O vendaval que atingiu o estado do Rio na última quarta-feira deixou um rastro de destruição, milhares de imóveis sem energia elétrica e três mortos.
As vítimas tinham histórias distintas, mas compartilhavam projetos interrompidos de forma repentina: um advogado que abandonou a carreira para viver no mar, um produtor que contava os dias para conhecer o primeiro filho e um ex-jogador de futebol que seguia cercado por amigos e pelo esporte mesmo após pendurar as chuteiras.

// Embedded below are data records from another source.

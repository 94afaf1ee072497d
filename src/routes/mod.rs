//! Router assembly.
//!
//! SYSTEM CONTEXT
//! ==============
//! Pages and JSON endpoints share one Axum router. Pages render through
//! `crate::views`; the stylesheet is served from `/assets`.

pub mod admin;
pub mod auth;
pub mod dashboard;

use axum::Router;
use axum::http::StatusCode;
use axum::response::Html;
use axum::routing::{get, post};
use tower_http::compression::CompressionLayer;
use tower_http::services::ServeDir;
use tower_http::trace::TraceLayer;

use crate::state::AppState;
use crate::views;

pub fn app(state: AppState) -> Router {
    let assets = ServeDir::new(&state.config.assets_dir);

    Router::new()
        .route("/", get(home))
        .route("/login", get(auth::login_page).post(auth::login_submit))
        .route("/logout", post(auth::logout))
        .route("/auth/google", get(auth::google_redirect))
        .route("/auth/google/callback", get(auth::google_callback))
        .route("/dashboard", get(dashboard::dashboard))
        .route("/admin-dashboard", get(admin::admin_dashboard))
        .route("/admin-dashboard/export.csv", get(admin::export_csv))
        .route("/api/auth/me", get(auth::me))
        .route("/api/auth/events", get(auth::events))
        .route("/api/contributions/me", get(dashboard::my_contributions))
        .route("/api/contributions", get(admin::all_contributions))
        .route("/healthz", get(healthz))
        .nest_service("/assets", assets)
        .layer(CompressionLayer::new())
        .layer(TraceLayer::new_for_http())
        .with_state(state)
}

/// `GET /`: landing page.
async fn home(auth: auth::AuthState) -> Html<String> {
    views::home::home_page(auth.identity.is_some())
}

async fn healthz() -> StatusCode {
    StatusCode::OK
}

#[cfg(test)]
#[path = "mod_test.rs"]
mod tests;
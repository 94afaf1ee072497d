//! Record fetcher: reads contribution documents and shapes them.
//!
//! Store failures are logged and read as "no data": the dashboard shows the
//! same empty state for a missing record and for a failed fetch.

use tracing::{error, info};

use super::store::DocumentStore;
use crate::record::ContributionRecord;

pub struct RecordFetcher<'a> {
    store: &'a dyn DocumentStore,
    collection: &'a str,
}

impl<'a> RecordFetcher<'a> {
    #[must_use]
    pub fn new(store: &'a dyn DocumentStore, collection: &'a str) -> Self {
        Self { store, collection }
    }

    /// The record whose document id is `email`, if any.
    pub async fn fetch_record(&self, email: &str, bearer: &str) -> Option<ContributionRecord> {
        match self
            .store
            .get_document(self.collection, email, bearer)
            .await
        {
            Ok(Some(doc)) => Some(ContributionRecord::from_document(&doc)),
            Ok(None) => {
                info!(collection = self.collection, "no contribution record for user");
                None
            }
            Err(e) => {
                error!(error = %e, collection = self.collection, "fetching contribution record failed");
                None
            }
        }
    }

    /// Every record in the collection, in store order.
    pub async fn list_records(&self, bearer: &str) -> Vec<ContributionRecord> {
        match self.store.list_documents(self.collection, bearer).await {
            Ok(docs) => docs.iter().map(ContributionRecord::from_document).collect(),
            Err(e) => {
                error!(error = %e, collection = self.collection, "listing contribution records failed");
                Vec::new()
            }
        }
    }
}

#[cfg(test)]
#[path = "records_test.rs"]
mod tests;
use super::*;
use serde_json::json;
use wiremock::matchers::{header, method, path, query_param};
use wiremock::{Mock, MockServer, ResponseTemplate};

const DOCS_PATH: &str = "/v1/projects/demo/databases/(default)/documents/contribution";

fn store(server: &MockServer) -> FirestoreStore {
    FirestoreStore::new(reqwest::Client::new(), &server.uri(), "demo".into(), "test-key".into())
}

fn raw_doc(id: &str, patents: &str) -> Value {
    json!({
        "name": format!("projects/demo/databases/(default)/documents/contribution/{id}"),
        "fields": { "patents": { "stringValue": patents } },
        "createTime": "2024-03-01T10:00:00.000000Z",
        "updateTime": "2024-03-01T10:00:00.000000Z"
    })
}

// =============================================================================
// decode_value
// =============================================================================

#[test]
fn decode_string_and_null() {
    assert_eq!(decode_value(&json!({ "stringValue": "x" })), FieldValue::Text("x".into()));
    assert_eq!(decode_value(&json!({ "nullValue": null })), FieldValue::Null);
}

#[test]
fn decode_scalars_as_text() {
    assert_eq!(decode_value(&json!({ "integerValue": "42" })), FieldValue::Text("42".into()));
    assert_eq!(decode_value(&json!({ "booleanValue": true })), FieldValue::Text("true".into()));
    assert_eq!(decode_value(&json!({ "doubleValue": 1.5 })), FieldValue::Text("1.5".into()));
}

#[test]
fn decode_arrays_keep_scalar_items() {
    let value = json!({ "arrayValue": { "values": [
        { "stringValue": "a" },
        { "mapValue": { "fields": {} } },
        { "integerValue": "7" }
    ] } });
    assert_eq!(decode_value(&value), FieldValue::List(vec!["a".into(), "7".into()]));
}

#[test]
fn decode_empty_array() {
    assert_eq!(decode_value(&json!({ "arrayValue": {} })), FieldValue::List(Vec::new()));
}

#[test]
fn decode_unsupported_shapes() {
    assert_eq!(decode_value(&json!({ "mapValue": { "fields": {} } })), FieldValue::Unsupported);
    assert_eq!(decode_value(&json!("bare")), FieldValue::Unsupported);
}

#[test]
fn parse_document_takes_id_from_name() {
    let doc = parse_document(&raw_doc("ada@uni.edu", "P1").to_string()).unwrap();
    assert_eq!(doc.id, "ada@uni.edu");
    assert_eq!(doc.fields.get("patents"), Some(&FieldValue::Text("P1".into())));
}

#[test]
fn parse_document_without_fields() {
    let doc = parse_document(r#"{"name":"projects/demo/databases/(default)/documents/contribution/empty@uni.edu"}"#)
        .unwrap();
    assert_eq!(doc.id, "empty@uni.edu");
    assert!(doc.fields.is_empty());
}

#[test]
fn parse_empty_list_page() {
    let page = parse_list_page("{}").unwrap();
    assert!(page.documents.is_empty());
    assert!(page.next_page_token.is_none());
}

// =============================================================================
// HTTP
// =============================================================================

#[tokio::test]
async fn get_document_sends_key_and_bearer() {
    let server = MockServer::start().await;
    Mock::given(method("GET"))
        .and(path(format!("{DOCS_PATH}/ada@uni.edu")))
        .and(query_param("key", "test-key"))
        .and(header("authorization", "Bearer id-token"))
        .respond_with(ResponseTemplate::new(200).set_body_json(raw_doc("ada@uni.edu", "P1\nP2")))
        .expect(1)
        .mount(&server)
        .await;

    let doc = store(&server)
        .get_document("contribution", "ada@uni.edu", "id-token")
        .await
        .unwrap()
        .unwrap();
    assert_eq!(doc.id, "ada@uni.edu");
    assert_eq!(doc.fields.get("patents"), Some(&FieldValue::Text("P1\nP2".into())));
}

#[tokio::test]
async fn get_document_not_found_is_none() {
    let server = MockServer::start().await;
    Mock::given(method("GET"))
        .and(path(format!("{DOCS_PATH}/ghost@uni.edu")))
        .respond_with(ResponseTemplate::new(404).set_body_json(json!({
            "error": { "code": 404, "message": "Document not found", "status": "NOT_FOUND" }
        })))
        .mount(&server)
        .await;

    let doc = store(&server)
        .get_document("contribution", "ghost@uni.edu", "id-token")
        .await
        .unwrap();
    assert!(doc.is_none());
}

#[tokio::test]
async fn get_document_permission_denied_is_error() {
    let server = MockServer::start().await;
    Mock::given(method("GET"))
        .respond_with(ResponseTemplate::new(403).set_body_string("denied"))
        .mount(&server)
        .await;

    let err = store(&server)
        .get_document("contribution", "ada@uni.edu", "id-token")
        .await
        .unwrap_err();
    assert!(matches!(err, StoreError::Response { status: 403, .. }));
}

#[tokio::test]
async fn list_documents_follows_page_tokens() {
    let server = MockServer::start().await;
    Mock::given(method("GET"))
        .and(path(DOCS_PATH))
        .and(query_param("pageToken", "page-2"))
        .respond_with(ResponseTemplate::new(200).set_body_json(json!({
            "documents": [raw_doc("c@uni.edu", "C")]
        })))
        .expect(1)
        .mount(&server)
        .await;
    Mock::given(method("GET"))
        .and(path(DOCS_PATH))
        .respond_with(ResponseTemplate::new(200).set_body_json(json!({
            "documents": [raw_doc("a@uni.edu", "A"), raw_doc("b@uni.edu", "B")],
            "nextPageToken": "page-2"
        })))
        .expect(1)
        .mount(&server)
        .await;

    let docs = store(&server)
        .list_documents("contribution", "id-token")
        .await
        .unwrap();
    let ids: Vec<&str> = docs.iter().map(|d| d.id.as_str()).collect();
    assert_eq!(ids, ["a@uni.edu", "b@uni.edu", "c@uni.edu"]);
}

#[tokio::test]
async fn list_documents_stops_on_repeated_page_token() {
    let server = MockServer::start().await;
    Mock::given(method("GET"))
        .and(path(DOCS_PATH))
        .respond_with(ResponseTemplate::new(200).set_body_json(json!({
            "documents": [raw_doc("a@uni.edu", "A")],
            "nextPageToken": "stuck"
        })))
        .expect(2)
        .mount(&server)
        .await;

    let docs = store(&server)
        .list_documents("contribution", "id-token")
        .await
        .unwrap();
    assert_eq!(docs.len(), 2);
}

#[tokio::test]
async fn list_documents_stops_on_page_token_cycle() {
    let server = MockServer::start().await;
    Mock::given(method("GET"))
        .and(path(DOCS_PATH))
        .and(query_param("pageToken", "page-2"))
        .respond_with(ResponseTemplate::new(200).set_body_json(json!({
            "documents": [raw_doc("b@uni.edu", "B")],
            "nextPageToken": "page-1"
        })))
        .expect(1)
        .mount(&server)
        .await;
    Mock::given(method("GET"))
        .and(path(DOCS_PATH))
        .respond_with(ResponseTemplate::new(200).set_body_json(json!({
            "documents": [raw_doc("a@uni.edu", "A")],
            "nextPageToken": "page-2"
        })))
        .expect(2)
        .mount(&server)
        .await;

    let docs = store(&server)
        .list_documents("contribution", "id-token")
        .await
        .unwrap();
    let ids: Vec<&str> = docs.iter().map(|d| d.id.as_str()).collect();
    assert_eq!(ids, ["a@uni.edu", "b@uni.edu", "a@uni.edu"]);
}

#[tokio::test]
async fn list_documents_empty_collection() {
    let server = MockServer::start().await;
    Mock::given(method("GET"))
        .and(path(DOCS_PATH))
        .respond_with(ResponseTemplate::new(200).set_body_json(json!({})))
        .mount(&server)
        .await;

    let docs = store(&server)
        .list_documents("contribution", "")
        .await
        .unwrap();
    assert!(docs.is_empty());
}

#[tokio::test]
async fn list_documents_error_status() {
    let server = MockServer::start().await;
    Mock::given(method("GET"))
        .and(path(DOCS_PATH))
        .respond_with(ResponseTemplate::new(500).set_body_string("boom"))
        .mount(&server)
        .await;

    let err = store(&server)
        .list_documents("contribution", "id-token")
        .await
        .unwrap_err();
    assert!(matches!(err, StoreError::Response { status: 500, ref body } if body == "boom"));
}
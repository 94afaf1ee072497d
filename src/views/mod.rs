//! Server-rendered pages.
//!
//! ARCHITECTURE
//! ============
//! Every page is a Leptos view rendered to a string inside a fresh reactive
//! owner and wrapped in the shared document shell. There is no hydration;
//! the only script is the auth-event listener on guarded pages.

pub mod admin;
pub mod dashboard;
pub mod home;
pub mod login;

use axum::response::Html;
use leptos::prelude::*;

pub const STYLESHEET_PATH: &str = "/assets/app.css";

/// Navigates to the login view once the session's auth stream reports
/// signed-out.
const AUTH_LISTENER: &str = "var s=new EventSource('/api/auth/events');\
s.addEventListener('auth',function(e){if(!JSON.parse(e.data).signed_in){s.close();window.location.assign('/login');}});";

/// Render `body` inside the document shell.
pub fn render_page<F, V>(title: &str, signed_in: bool, body: F) -> Html<String>
where
    F: FnOnce() -> V,
    V: IntoView + 'static,
{
    let title = format!("{title} | Contribution Tracker");
    let html = Owner::new().with(move || {
        view! {
            <html lang="en">
                <head>
                    <meta charset="utf-8"/>
                    <meta name="viewport" content="width=device-width, initial-scale=1"/>
                    <title>{title}</title>
                    <link rel="stylesheet" href=STYLESHEET_PATH/>
                </head>
                <body>
                    <SiteNav signed_in=signed_in/>
                    <main class="page">{body()}</main>
                </body>
            </html>
        }
        .to_html()
    });
    Html(format!("<!DOCTYPE html>{html}"))
}

#[component]
fn SiteNav(signed_in: bool) -> impl IntoView {
    let links = if signed_in {
        view! {
            <a class="site-nav__link" href="/dashboard">"Dashboard"</a>
            <form class="site-nav__logout" method="post" action="/logout">
                <button class="site-nav__button" type="submit">"Log out"</button>
            </form>
        }
        .into_any()
    } else {
        view! { <a class="site-nav__link" href="/login">"Log in"</a> }.into_any()
    };

    view! {
        <header class="site-nav">
            <a class="site-nav__brand" href="/">"Contribution Tracker"</a>
            <nav class="site-nav__links">{links}</nav>
        </header>
    }
}

/// Script tag that follows `/api/auth/events`.
pub fn auth_listener() -> impl IntoView {
    view! { <script inner_html=AUTH_LISTENER></script> }
}

#[cfg(test)]
#[path = "mod_test.rs"]
mod tests;
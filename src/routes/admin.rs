//! Admin routes: the full record set for allow-listed users.

use axum::extract::State;
use axum::http::header::{CONTENT_DISPOSITION, CONTENT_TYPE};
use axum::response::{Html, IntoResponse, Json};
use tracing::info;

use super::auth::AdminUser;
use crate::record::ContributionRecord;
use crate::services::export;
use crate::services::records::RecordFetcher;
use crate::state::AppState;
use crate::views;

async fn all_records(state: &AppState, admin: &AdminUser) -> Vec<ContributionRecord> {
    RecordFetcher::new(state.store.as_ref(), &state.config.collection)
        .list_records(&admin.0.bearer)
        .await
}

/// `GET /admin-dashboard`: table of all records.
pub async fn admin_dashboard(State(state): State<AppState>, admin: AdminUser) -> Html<String> {
    views::admin::admin_page(all_records(&state, &admin).await)
}

/// `GET /api/contributions`: all records as JSON.
pub async fn all_contributions(State(state): State<AppState>, admin: AdminUser) -> Json<Vec<ContributionRecord>> {
    Json(all_records(&state, &admin).await)
}

/// `GET /admin-dashboard/export.csv`: all records as a CSV attachment.
pub async fn export_csv(State(state): State<AppState>, admin: AdminUser) -> impl IntoResponse {
    let records = all_records(&state, &admin).await;
    info!(rows = records.len(), "exporting contributions csv");
    (
        [
            (CONTENT_TYPE, export::CSV_CONTENT_TYPE.to_owned()),
            (CONTENT_DISPOSITION, export::content_disposition()),
        ],
        export::to_csv(&records),
    )
}

#[cfg(test)]
#[path = "admin_test.rs"]
mod tests;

Os três morreram em circunstâncias diferentes provocadas pela força dos ventos.
Em Paraty, na Costa Verde, o advogado aposentado Celsom Costa Júnior desapareceu após sair para verificar o barco onde morava.
Seu corpo foi encontrado no dia seguinte.
Já em Santa Teresa, na Zona Central do Rio, Vandré Cordeiro e Tassio Maia morreram depois de serem atingidos pelo desabamento de um muro enquanto tentavam fechar um portão aberto pela ventania.
Celsom: sonho de trocar a advocacia pelo mar
O sonho nasceu ainda na infância, quando Celsom Costa Júnior viu o pai conduzir uma embarcação pelo Rio Guaíba, em Porto Alegre.
Décadas depois, transformou aquela lembrança em um novo projeto de vida.
Há cerca de sete anos, aposentou-se da advocacia para morar a bordo do Avalon, um trawler que ele próprio desenhou e ajudou a construir.
Natural da capital gaúcha, percorreu a costa brasileira passando por Santa Catarina, Paraná e São Paulo até fixar residência em Paraty, onde vivia havia cerca de dois anos.
Segundo familiares, Celsom passou os últimos dias ao lado da mãe e dos dois filhos em Porto Alegre.
No domingo, voltou ao Rio depois de ser avisado sobre um vazamento no Avalon.
A intenção era fazer os reparos e seguir sua rotina vivendo no mar.
Na quarta-feira, durante a ventania, desapareceu.
O corpo foi encontrado na manhã seguinte pelos bombeiros, na Praia de Tarituba.
Para a tia, Luana Jardim, a principal marca deixada por Celsom foi a facilidade em criar laços por onde passava.
— Era uma pessoa ímpar, amado por todos.
Aonde ia fazia amigos para a vida.
Cada partida era um chororô, porque todos queriam estar ao lado dele.
Vandré: espera pelo primeiro filho
Em Santa Teresa, a ventania interrompeu um momento especialmente aguardado por Vandré Cordeiro.
Aos 43 anos, ele vivia a expectativa pelo nascimento de Benício, seu primeiro filho, previsto para os próximos dias.
Descrito pelos familiares como um homem agregador, Vandré era apaixonado pelo Fluminense, tocava cavaquinho nas horas vagas e era conhecido por estar sempre disposto a ajudar.
— O Vandré era unanimidade.
Sempre extrovertido, muito família, muito amigo.
Era um suporte para todos nós.
Sabia a hora de ser racional e a hora de ser emocional.
Sempre fazia qualquer ambiente ficar mais leve — contou a prima Juliana Cordeiro.
Vandré trabalhava na Mansão Alvite, em Santa Teresa.
Segundo testemunhas, ele e colegas tentavam fechar um portão de ferro que havia sido aberto pela força do vento quando o muro desabou sobre a calçada.
Tassio: vida ligada ao futebol
Ao lado de Vandré estava o amigo de infância Tassio Maia dos Santos.
Os dois cresceram no mesmo condomínio e mantinham uma amizade construída desde crianças.
Tassio fez carreira como jogador profissional.
Revelado pelo São Cristóvão, atuou entre 2002 e 2019 e ganhou projeção ao defender o Botafogo em 2015.
Mesmo após encerrar a carreira, continuou próximo ao esporte.
Em suas redes sociais, compartilhava registros ao lado de nomes como Ronaldo, Romário, Vinicius Júnior e Roberto Firmino, além de reencontros com antigos companheiros.
Depois de deixar os gramados, passou a trabalhar na Mansão Alvite, onde também estava na tarde da tragédia.
Vandré e Tassio morreram lado a lado, tentando conter os efeitos da ventania.
Familiares e amigos lembram da dupla como inseparável também fora do trabalho: companheiros de infância, seguiram juntos pela vida até os últimos instantes.